Sometimes she would want me to pick up a pizza for lunch. Always a supreme. She always thought that was a great treat. And any time we were going to eat something like that, she would say, “Oh boy. Now my stomach is going to have some fun!”
I once took her to the horse races at Oaklawn Park in Hot Springs. We bought seats in one of the upper sections. By sheer luck, I won the Daily Double – almost $200. Needless to say, she made me buy lunch. (The funniest part was that was the only time I had ever won any money at races. But everyone around me the rest of the day wanted to know which horse I was betting one. Not that it did them any good – I didn’t pick another winner the rest of the day.)
One of our wildest adventures was learning to drive. She didn’t have a license, and had always depended on my grandfather. But after he passed away, she wanted to be able to get around on her own. Things were fine for a couple of lessons. But after a near fatal collision with a log truck (I still don’t think I’ve ever matched the volume of my scream that day), neither of us felt like continuing the lessons.

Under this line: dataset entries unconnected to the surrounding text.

use std::{collections::HashSet, sync::LazyLock};

use any_ascii::any_ascii;
use indexmap::IndexMap;
use inflections::Inflect;
use regex::Regex;

/// Words that cannot be used as a `const` binding in an ES module, plus the
/// two names every generated file already binds: `z` and `routes`.
static RESERVED_IDENTIFIERS: LazyLock<HashSet<&str>> = LazyLock::new(|| {
  [
    "await", "break", "case", "catch", "class", "const", "continue", "debugger", "default", "delete", "do", "else",
    "enum", "export", "extends", "false", "finally", "for", "function", "if", "implements", "import", "in",
    "instanceof", "interface", "let", "new", "null", "package", "private", "protected", "public", "return", "static",
    "super", "switch", "this", "throw", "true", "try", "typeof", "var", "void", "while", "with", "yield", "undefined",
    "NaN", "Infinity", "arguments", "eval", "z", "routes",
  ]
  .into_iter()
  .collect()
});

static INVALID_CHARS_RE: LazyLock<Regex> = LazyLock::new(|| Regex::new(r"[^A-Za-z0-9]+").expect("valid regex"));

#[derive(Debug, Clone, Copy, PartialEq, Eq, Default)]
pub enum IdentifierCase {
  #[default]
  Pascal,
  Camel,
}

/// How definition names become generated identifiers.
///
/// Passed explicitly to every compiler so two runs with different conventions
/// never observe each other's choice.
#[derive(Debug, Clone, PartialEq, Eq)]
pub struct NamingConvention {
  pub case: IdentifierCase,
  pub suffix: String,
}

impl Default for NamingConvention {
  fn default() -> Self {
    Self {
      case: IdentifierCase::Pascal,
      suffix: "Schema".to_string(),
    }
  }
}

impl NamingConvention {
  pub fn new(case: IdentifierCase, suffix: impl Into<String>) -> Self {
    Self {
      case,
      suffix: suffix.into(),
    }
  }

  /// The identifier for a definition named `name`, before de-duplication.
  #[must_use]
  pub fn identifier(&self, name: &str) -> String {
    let base = match self.case {
      IdentifierCase::Pascal => to_pascal_identifier(name),
      IdentifierCase::Camel => to_camel_identifier(name),
    };
    escape_identifier(format!("{base}{}", self.suffix))
  }
}

/// Replaces every run of non-alphanumeric characters with a single `_`.
pub(crate) fn sanitize(input: &str) -> String {
  let ascii = any_ascii(input);
  INVALID_CHARS_RE.replace_all(&ascii, "_").trim_matches('_').to_string()
}

fn words(input: &str) -> Vec<String> {
  sanitize(input)
    .split('_')
    .filter(|word| !word.is_empty())
    .map(String::from)
    .collect()
}

fn upper_first(word: &str) -> String {
  let mut chars = word.chars();
  chars
    .next()
    .map(|first| first.to_ascii_uppercase().to_string() + chars.as_str())
    .unwrap_or_default()
}

/// Shouted words are normalized (`STORE` -> `Store`); anything else keeps its
/// inner capitalization (`HTTPResponse`, `petStore` -> `PetStore`).
fn pascal_word(word: &str) -> String {
  if word.len() > 1 && !word.chars().any(|c| c.is_ascii_lowercase()) {
    word.to_lowercase().to_pascal_case()
  } else {
    upper_first(word)
  }
}

/// Lowers a leading acronym as one word (`HTTPResponse` -> `httpResponse`).
fn camel_word(word: &str) -> String {
  let chars = word.chars().collect::<Vec<_>>();
  let leading_upper = chars.iter().take_while(|c| c.is_ascii_uppercase()).count();
  let lowered = match leading_upper {
    n if n == chars.len() => n,
    0 | 1 => leading_upper,
    n if chars[n].is_ascii_lowercase() => n - 1,
    n => n,
  };

  chars
    .iter()
    .enumerate()
    .map(|(i, c)| if i < lowered { c.to_ascii_lowercase() } else { *c })
    .collect()
}

/// `pet_store` and `pet-store` become `PetStore`.
pub(crate) fn to_pascal_identifier(name: &str) -> String {
  let ident = words(name).iter().map(|word| pascal_word(word)).collect::<String>();
  if ident.is_empty() {
    return "Unnamed".to_string();
  }
  ident
}

/// `pet_store` becomes `petStore`.
pub(crate) fn to_camel_identifier(name: &str) -> String {
  let words = words(name);
  let Some((first, rest)) = words.split_first() else {
    return "unnamed".to_string();
  };
  std::iter::once(camel_word(first))
    .chain(rest.iter().map(|word| pascal_word(word)))
    .collect()
}

fn escape_identifier(mut ident: String) -> String {
  if ident.starts_with(|c: char| c.is_ascii_digit()) {
    ident.insert(0, '_');
  }
  if RESERVED_IDENTIFIERS.contains(ident.as_str()) {
    ident.push('_');
  }
  ident
}

/// Synthesizes an operation alias from the method and path when the document
/// has no `operationId`: `GET /pets/{petId}` becomes `getPetsByPetId`.
pub(crate) fn synthesize_operation_alias(method: &str, path: &str) -> String {
  let words = std::iter::once(method.to_lowercase())
    .chain(path.split('/').filter(|segment| !segment.is_empty()).map(|segment| {
      match segment.strip_prefix('{').and_then(|s| s.strip_suffix('}')) {
        Some(param) => format!("by_{}", sanitize(param)),
        None => sanitize(segment),
      }
    }))
    .collect::<Vec<_>>()
    .join("_");
  to_camel_identifier(&words)
}

/// Operation aliases are always camelCase, independent of the definition naming convention.
pub(crate) fn operation_alias(operation_id: Option<&str>, method: &str, path: &str) -> String {
  let alias = match operation_id {
    Some(id) if !sanitize(id).is_empty() => to_camel_identifier(id),
    _ => synthesize_operation_alias(method, path),
  };
  escape_identifier(alias)
}

/// Assigns every definition a unique identifier, in registration order.
///
/// Two names that collapse to the same identifier (`pet` and `Pet`) keep the
/// first-registered one unchanged; later ones get a numeric suffix.
#[derive(Debug, Clone, Default)]
pub struct IdentifierTable {
  identifiers: IndexMap<String, String>,
}

impl IdentifierTable {
  pub fn build<'a>(names: impl IntoIterator<Item = &'a str>, convention: &NamingConvention) -> Self {
    let mut identifiers = IndexMap::new();
    let mut used = HashSet::new();

    for name in names {
      let base = convention.identifier(name);
      let unique = ensure_unique(&base, &mut used);
      identifiers.insert(name.to_string(), unique);
    }

    Self { identifiers }
  }

  pub fn get(&self, name: &str) -> Option<&str> {
    self.identifiers.get(name).map(String::as_str)
  }
}

pub(crate) fn ensure_unique(base: &str, used: &mut HashSet<String>) -> String {
  if used.insert(base.to_string()) {
    return base.to_string();
  }
  let mut counter = 2;
  loop {
    let candidate = format!("{base}{counter}");
    if used.insert(candidate.clone()) {
      return candidate;
    }
    counter += 1;
  }
}
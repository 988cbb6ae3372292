#![allow(clippy::doc_markdown)]
#![allow(clippy::missing_errors_doc)]
use clap::Parser;

use crate::ui::{Cli, Colors, Commands, ListCommands, colors};

mod generator;
mod naming;
mod ui;
mod utils;

#[cfg(test)]
mod tests;

#[tokio::main]
async fn main() -> anyhow::Result<()> {
  let cli = Cli::parse();
  let colors = Colors::new(colors::colors_enabled(cli.color), colors::detect_theme(cli.theme));

  match cli.command {
    Commands::List { list_command } => match list_command {
      ListCommands::Operations { input } => ui::commands::list_operations(&input, &colors).await?,
    },
    Commands::Generate(command) => {
      let config = ui::commands::GenerateConfig::from_command(command)?;
      ui::commands::generate_code(config, &colors).await?;
    }
  }

  Ok(())
}
mod objects;
mod support;
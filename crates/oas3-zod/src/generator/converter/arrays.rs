use super::{CompileContext, SchemaCompiler};
use crate::generator::{
  ast::{Modifier, ValidatorExpr},
  spec::ArrayShape,
};

impl SchemaCompiler<'_> {
  pub(super) fn array(&self, array: &ArrayShape, ctx: &CompileContext<'_>) -> ValidatorExpr {
    let items = array
      .items
      .as_deref()
      .map_or(ValidatorExpr::Unknown, |items| self.compile_inner(items, ctx));

    ValidatorExpr::Array(Box::new(items)).with_all(length_modifiers(array))
  }
}

fn length_modifiers(array: &ArrayShape) -> Vec<Modifier> {
  let mut modifiers = vec![];
  match (array.min_items, array.max_items) {
    (Some(min), Some(max)) if min == max => modifiers.push(Modifier::Length(min)),
    (min, max) => {
      match min {
        Some(1) => modifiers.push(Modifier::Nonempty),
        Some(min) if min > 0 => modifiers.push(Modifier::Min(min)),
        _ => {}
      }
      if let Some(max) = max {
        modifiers.push(Modifier::Max(max));
      }
    }
  }
  if array.unique_items {
    modifiers.push(Modifier::UniqueItems);
  }
  modifiers
}
//! Runs the whole pipeline: registry, dependency graph, operation and schema
//! compilation, then module assembly.
//!
//! ```no_run
//! # use oas3_zod::generator::{CodegenConfig, orchestrator::Orchestrator};
//! # fn example(document: oas3_zod::generator::spec::OpenApiDocument) {
//! let orchestrator = Orchestrator::new(document, CodegenConfig::default(), None, None);
//! let (code, stats) = orchestrator.generate_with_header("openapi.yaml");
//! println!("{} definitions, {} warnings", stats.definitions_generated, stats.warnings.len());
//! # }
//! ```

use std::collections::{BTreeSet, HashSet};

use super::{
  CodegenConfig, SchemaScope,
  ast::{CompiledDefinition, RouteFragment},
  codegen::{CodeMetadata, ModuleEmitter},
  converter::SchemaCompiler,
  dependency_graph::DependencyGraph,
  metrics::GenerationStats,
  operation_registry::{OperationFilter, OperationRegistry},
  operations::OperationCompiler,
  schema_registry::SchemaRegistry,
  spec::OpenApiDocument,
};

/// Everything one run produces before it is rendered to text.
#[derive(Debug, Clone)]
pub struct CompilationOutput {
  /// Definitions in dependency order.
  pub definitions: Vec<CompiledDefinition>,
  pub routes: Vec<RouteFragment>,
  pub stats: GenerationStats,
}

pub struct Orchestrator {
  document: OpenApiDocument,
  config: CodegenConfig,
  filter: OperationFilter,
}

impl Orchestrator {
  pub fn new(
    document: OpenApiDocument,
    config: CodegenConfig,
    only_operations: Option<&HashSet<String>>,
    excluded_operations: Option<&HashSet<String>>,
  ) -> Self {
    Self {
      document,
      config,
      filter: OperationFilter::new(only_operations, excluded_operations),
    }
  }

  pub fn metadata(&self) -> CodeMetadata {
    CodeMetadata {
      title: self.document.info.title.clone(),
      version: self.document.info.version.clone(),
      description: self.document.info.description.clone(),
    }
  }

  pub fn compile(&self) -> CompilationOutput {
    let registry = SchemaRegistry::new(&self.document);
    let graph = DependencyGraph::build(registry.schemas());
    let schemas = SchemaCompiler::new(&registry, &graph, &self.config);
    let operations = OperationCompiler::new(&schemas);
    let mut stats = GenerationStats::default();

    let routes = OperationRegistry::with_filter(&self.document, &self.filter)
      .operations()
      .map(|entry| operations.compile_operation(entry))
      .collect::<Vec<_>>();

    let emitted = self.emitted_definitions(&graph, &routes);
    let definitions = graph
      .emission_order()
      .iter()
      .filter(|name| emitted.contains(name.as_str()))
      .filter_map(|name| {
        let compiled = schemas.compile_definition(name)?;
        let identifier = schemas.identifier(name)?.to_string();
        Some(CompiledDefinition {
          name: name.clone(),
          identifier,
          compiled,
        })
      })
      .collect::<Vec<_>>();

    for definition in &definitions {
      stats.record_definition(definition.compiled.self_referential);
    }
    stats.record_routes(&routes);
    stats.record_cycles(
      graph
        .cycles()
        .iter()
        .filter(|cycle| cycle.iter().any(|name| emitted.contains(name.as_str())))
        .cloned()
        .collect(),
    );
    stats.record_orphaned_schemas(registry.schemas().len() - definitions.len());
    stats.record_warnings(schemas.take_warnings());

    CompilationOutput {
      definitions,
      routes,
      stats,
    }
  }

  /// Generates the module text without a header.
  #[cfg(test)]
  pub fn generate(&self) -> (String, GenerationStats) {
    self.render(None)
  }

  /// Generates the module text with the auto-generated file header.
  pub fn generate_with_header(&self, source_path: &str) -> (String, GenerationStats) {
    self.render(Some(source_path))
  }

  fn render(&self, source_path: Option<&str>) -> (String, GenerationStats) {
    let output = self.compile();
    let metadata = self.metadata();
    let emitter = ModuleEmitter::new(&metadata, source_path.unwrap_or_default());
    let code = match source_path {
      Some(_) => emitter.emit(&output.definitions, &output.routes),
      None => emitter.emit_body(&output.definitions, &output.routes),
    };
    (code, output.stats)
  }

  fn emitted_definitions(&self, graph: &DependencyGraph, routes: &[RouteFragment]) -> HashSet<String> {
    match self.config.schema_scope {
      SchemaScope::All => graph.emission_order().iter().cloned().collect(),
      SchemaScope::ReferencedOnly => {
        let roots = routes
          .iter()
          .flat_map(RouteFragment::expressions)
          .flat_map(|compiled| compiled.expr.referenced_definitions())
          .collect::<BTreeSet<_>>();
        graph.reachable_from(roots)
      }
    }
  }
}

Probably the thing I remember most was a simple letter she sent me. Having grown up during the Great Depression, my grandmother always thought before spending money. During one of my first jobs after college, I was living on my own in Little Rock. One day, I received an envelope in the mail. In it was six $1 bills and a one-page letter written on a white legal notepad. The letter instructed me to buy a watermelon, bacon, and tomatoes (for bacon-tomato sandwiches) Farmers Market so that my “stomach could have some fun.”
It was great that we could share so many wonderful times together. I’m glad that I got to know her. I’m glad my daughter also knew her for a short time. I wish my son could have known her, too.
My grandmother may have felt like a ghost on that day, but not to me. I always saw her as a part of my life. And I’m glad her memory can live on through me.